Raw data>
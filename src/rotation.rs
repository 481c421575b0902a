// src/rotation.rs
//
// Time-anchored rotation guard shared by every periodically resetting
// instrument, so co-configured instruments observe the same elapsed-time
// boundary.

use std::sync::atomic::{AtomicU64, Ordering};
use std::time::Duration;

use crate::config::ConfigError;

/// Elects exactly one caller per elapsed period to perform a rotation.
///
/// The anchor is swapped with a compare-and-swap; the caller whose CAS
/// succeeds owns the rotation, every other caller proceeds without rotating.
/// A clock moving backwards never triggers a rotation, it only delays the
/// next one.
#[derive(Debug)]
pub struct RotationGuard {
    period_ms: u64,
    anchor_ms: AtomicU64,
}

impl RotationGuard {
    pub fn new(period: Duration, now_ms: u64) -> Result<Self, ConfigError> {
        let period_ms = period.as_millis().min(u128::from(u64::MAX)) as u64;
        if period_ms == 0 {
            return Err(ConfigError::NonPositivePeriod { period });
        }
        Ok(Self {
            period_ms,
            anchor_ms: AtomicU64::new(now_ms),
        })
    }

    pub fn period(&self) -> Duration {
        Duration::from_millis(self.period_ms)
    }

    /// Timestamp of the last rotation (or of construction).
    pub fn anchor_millis(&self) -> u64 {
        self.anchor_ms.load(Ordering::Acquire)
    }

    /// Returns `true` when the caller has won the right to rotate at `now_ms`.
    ///
    /// The winner clears after its CAS succeeds. A value written by another
    /// caller between that CAS and the clear lands in the discarded window,
    /// even though its timestamp is already past the boundary; it is never
    /// counted in both windows.
    pub fn try_rotate(&self, now_ms: u64) -> bool {
        let anchor = self.anchor_ms.load(Ordering::Acquire);
        if now_ms.saturating_sub(anchor) < self.period_ms {
            return false;
        }
        self.anchor_ms
            .compare_exchange(anchor, now_ms, Ordering::AcqRel, Ordering::Acquire)
            .is_ok()
    }
}
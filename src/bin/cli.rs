// src/bin/cli.rs
//
//! CLI for exercising windowed histograms and top trackers.
//!
//! Examples:
//! ```bash
//! hdrwin-cli stress --threads 8 --duration 30s --interval 2s --policy periodic --period 10s
//! hdrwin-cli stress --cache-ttl 500ms --top 3 --highest 5000000 --overflow reduce-to-highest-trackable -v
//! hdrwin-cli footprint --digits 3 --highest 60000000000
//! ```

use anyhow::{anyhow, Context, Result};
use clap::{ArgAction, Parser, Subcommand, ValueEnum};
use rand::Rng;
use std::io::{self, ErrorKind, Write};
use std::sync::atomic::{AtomicBool, Ordering};
use std::sync::Arc;
use std::thread;
use std::time::{Duration, Instant};
use tracing::{debug, info};
use tracing_subscriber::EnvFilter;

use hdrwin::api::{
    HdrBuilder, HistogramConfig, OverflowResolver, ResetPolicy, SnapshotSource, TopBuilder, TopConfig, WindowCounter,
};

/// Print to stdout, exiting quietly when the pipe is closed (e.g. `| head`)
macro_rules! safe_println {
    ($($arg:tt)*) => {
        match writeln!(io::stdout(), $($arg)*) {
            Ok(_) => {},
            Err(e) if e.kind() == ErrorKind::BrokenPipe => {
                std::process::exit(0);
            }
            Err(e) => return Err(e.into())
        }
    };
}

/// Reset policy as chosen on the command line
#[derive(Clone, Copy, Debug, PartialEq, Eq, ValueEnum)]
enum PolicyKind {
    OnSnapshot,
    Periodic,
    Never,
}

impl PolicyKind {
    fn into_policy(self, period: Duration) -> ResetPolicy {
        match self {
            PolicyKind::OnSnapshot => ResetPolicy::OnSnapshot,
            PolicyKind::Periodic => ResetPolicy::Periodically(period),
            PolicyKind::Never => ResetPolicy::Never,
        }
    }
}

#[derive(Parser)]
#[command(author, version, about)]
struct Cli {
    #[arg(short = 'v',
        long,
        action = ArgAction::Count,
        help = "Increase log verbosity: -v = Info, -vv = Debug",
    )]
    verbose: u8,

    #[command(subcommand)]
    cmd: Command,
}

#[derive(Subcommand)]
enum Command {
    /// Record random latencies from many threads and poll windowed snapshots.
    Stress {
        /// Writer threads (defaults to the number of CPUs)
        #[arg(short = 't', long)]
        threads: Option<usize>,

        /// How long to run
        #[arg(short = 'd', long, value_parser = humantime::parse_duration, default_value = "10s")]
        duration: Duration,

        /// Delay between snapshots
        #[arg(short = 'i', long, value_parser = humantime::parse_duration, default_value = "1s")]
        interval: Duration,

        /// When histograms, counters and top trackers are cleared
        #[arg(long, value_enum, default_value_t = PolicyKind::OnSnapshot)]
        policy: PolicyKind,

        /// Window length for --policy periodic
        #[arg(short = 'p', long, value_parser = humantime::parse_duration, default_value = "5s")]
        period: Duration,

        /// Memoize snapshots for this long
        #[arg(long, value_parser = humantime::parse_duration)]
        cache_ttl: Option<Duration>,

        /// Slowest operations to keep
        #[arg(long, default_value_t = 5)]
        top: usize,

        /// Upper bound of the generated latencies, in microseconds
        #[arg(long, default_value_t = 10_000)]
        max_latency_us: u64,

        /// Highest trackable latency, in nanoseconds
        #[arg(long)]
        highest: Option<u64>,

        /// What to do with latencies above --highest
        #[arg(long, value_enum, default_value_t = OverflowResolver::Skip)]
        overflow: OverflowResolver,
    },

    /// Print the estimated memory footprint of one reservoir.
    Footprint {
        /// Significant value digits
        #[arg(long, default_value_t = 2)]
        digits: u8,

        /// Lowest discernible value
        #[arg(long)]
        lowest: Option<u64>,

        /// Highest trackable value
        #[arg(long)]
        highest: Option<u64>,

        /// What to do with values above --highest
        #[arg(long, value_enum, default_value_t = OverflowResolver::Skip)]
        overflow: OverflowResolver,
    },
}

fn main() -> Result<()> {
    // Loads any variables from .env file that are not already set
    dotenvy::dotenv().ok();

    let cli = Cli::parse();

    let filter = match cli.verbose {
        0 => "warn",  // no -v: WARN level
        1 => "info",  // -v: INFO level
        _ => "debug", // -vv or more: DEBUG level
    };

    tracing_subscriber::fmt()
        .with_env_filter(EnvFilter::try_from_default_env().unwrap_or_else(|_| EnvFilter::new(filter)))
        .with_target(false)
        .init();

    match cli.cmd {
        Command::Stress {
            threads,
            duration,
            interval,
            policy,
            period,
            cache_ttl,
            top,
            max_latency_us,
            highest,
            overflow,
        } => {
            let threads = threads.unwrap_or_else(num_cpus::get).max(1);
            stress_cmd(StressOptions {
                threads,
                duration,
                interval,
                policy: policy.into_policy(period),
                cache_ttl,
                top,
                max_latency_us: max_latency_us.max(1),
                highest: highest.map(|highest| (highest, overflow)),
            })?;
        }

        Command::Footprint {
            digits,
            lowest,
            highest,
            overflow,
        } => {
            footprint_cmd(digits, lowest, highest, overflow)?;
        }
    }

    Ok(())
}

struct StressOptions {
    threads: usize,
    duration: Duration,
    interval: Duration,
    policy: ResetPolicy,
    cache_ttl: Option<Duration>,
    top: usize,
    max_latency_us: u64,
    highest: Option<(u64, OverflowResolver)>,
}

fn stress_cmd(opts: StressOptions) -> Result<()> {
    let mut histograms = HdrBuilder::from_config(HistogramConfig {
        reset_policy: opts.policy,
        ..Default::default()
    });
    let tops = TopBuilder::from_config(TopConfig {
        size: opts.top,
        reset_policy: opts.policy,
        ..Default::default()
    });
    if let Some(ttl) = opts.cache_ttl {
        histograms = histograms.with_snapshot_cache_ttl(ttl);
    }
    if let Some((highest, resolver)) = opts.highest {
        histograms = histograms.with_highest_trackable_value(highest, resolver);
    }

    let counter = WindowCounter::new(opts.policy, hdrwin::clock::system_clock()).context("invalid counter settings")?;
    let timer = Arc::new(histograms.build_timer().context("invalid histogram settings")?);
    let slowest = Arc::new(tops.build_windowed().context("invalid top settings")?);
    let counter = Arc::new(counter);
    let stop = Arc::new(AtomicBool::new(false));

    info!(
        "Starting {} writer threads for {:?} (policy: {:?})",
        opts.threads, opts.duration, opts.policy
    );

    let writers: Vec<_> = (0..opts.threads)
        .map(|id| {
            let timer = Arc::clone(&timer);
            let slowest = Arc::clone(&slowest);
            let counter = Arc::clone(&counter);
            let stop = Arc::clone(&stop);
            let max_latency_us = opts.max_latency_us;
            thread::spawn(move || {
                let mut rng = rand::rng();
                let mut seq: u64 = 0;
                while !stop.load(Ordering::Relaxed) {
                    let latency = Duration::from_micros(rng.random_range(1..=max_latency_us));
                    timer.update(latency);
                    slowest.update_duration(latency, || format!("writer-{} op-{}", id, seq));
                    counter.add(1);
                    seq += 1;
                }
                debug!("writer {} finished after {} operations", id, seq);
            })
        })
        .collect();

    let started = Instant::now();
    while started.elapsed() < opts.duration {
        thread::sleep(opts.interval);
        let snapshot = timer.snapshot();
        let ops = counter.snapshot();
        safe_println!(
            "[{:>6.1}s] ops={} count={} min={:?} mean={:?} p99={:?} max={:?}",
            started.elapsed().as_secs_f64(),
            ops,
            snapshot.count(),
            Duration::from_nanos(snapshot.min()),
            Duration::from_nanos(snapshot.mean() as u64),
            Duration::from_nanos(snapshot.p99()),
            Duration::from_nanos(snapshot.max()),
        );
        for (rank, position) in slowest.snapshot().iter().enumerate() {
            safe_println!("    #{} {}", rank + 1, position);
        }
    }

    stop.store(true, Ordering::Relaxed);
    for writer in writers {
        writer.join().map_err(|_| anyhow!("writer thread panicked"))?;
    }

    let skipped = timer.reservoir().skipped_values();
    if skipped > 0 {
        safe_println!("skipped {} latencies above the highest trackable value", skipped);
    }
    if let Some(stats) = timer.reservoir().cache_stats() {
        safe_println!(
            "snapshot cache: hits={} misses={} hit rate={:.1}%",
            stats.hits,
            stats.misses,
            stats.hit_rate() * 100.0
        );
    }
    safe_println!("total operations: {}", timer.count());
    Ok(())
}

fn footprint_cmd(digits: u8, lowest: Option<u64>, highest: Option<u64>, overflow: OverflowResolver) -> Result<()> {
    let mut builder = HdrBuilder::new().with_significant_digits(digits);
    if let Some(highest) = highest {
        builder = builder.with_highest_trackable_value(highest, overflow);
    }
    if let Some(lowest) = lowest {
        builder = builder.with_lowest_discernible_value(lowest);
    }

    let bytes = builder
        .estimated_footprint_in_bytes()
        .context("cannot estimate footprint")?;
    safe_println!("{:?}", builder.config());
    safe_println!("estimated footprint: {} bytes", bytes);
    Ok(())
}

What needs to be done>
Everything from the first line of the records above through the line containing "pub fn anchor_millis(&self)" should be restated word for word; leave out all other lines.

Solution>
filename src/rotation.rs
repository 481c421575b0902a
// src/rotation.rs
//
// Time-anchored rotation guard shared by every periodically resetting
// instrument, so co-configured instruments observe the same elapsed-time
// boundary.

use std::sync::atomic::{AtomicU64, Ordering};
use std::time::Duration;

use crate::config::ConfigError;

/// Elects exactly one caller per elapsed period to perform a rotation.
///
/// The anchor is swapped with a compare-and-swap; the caller whose CAS
/// succeeds owns the rotation, every other caller proceeds without rotating.
/// A clock moving backwards never triggers a rotation, it only delays the
/// next one.
#[derive(Debug)]
pub struct RotationGuard {
    period_ms: u64,
    anchor_ms: AtomicU64,
}

impl RotationGuard {
    pub fn new(period: Duration, now_ms: u64) -> Result<Self, ConfigError> {
        let period_ms = period.as_millis().min(u128::from(u64::MAX)) as u64;
        if period_ms == 0 {
            return Err(ConfigError::NonPositivePeriod { period });
        }
        Ok(Self {
            period_ms,
            anchor_ms: AtomicU64::new(now_ms),
        })
    }

    pub fn period(&self) -> Duration {
        Duration::from_millis(self.period_ms)
    }

    /// Timestamp of the last rotation (or of construction).
    pub fn anchor_millis(&self) -> u64 {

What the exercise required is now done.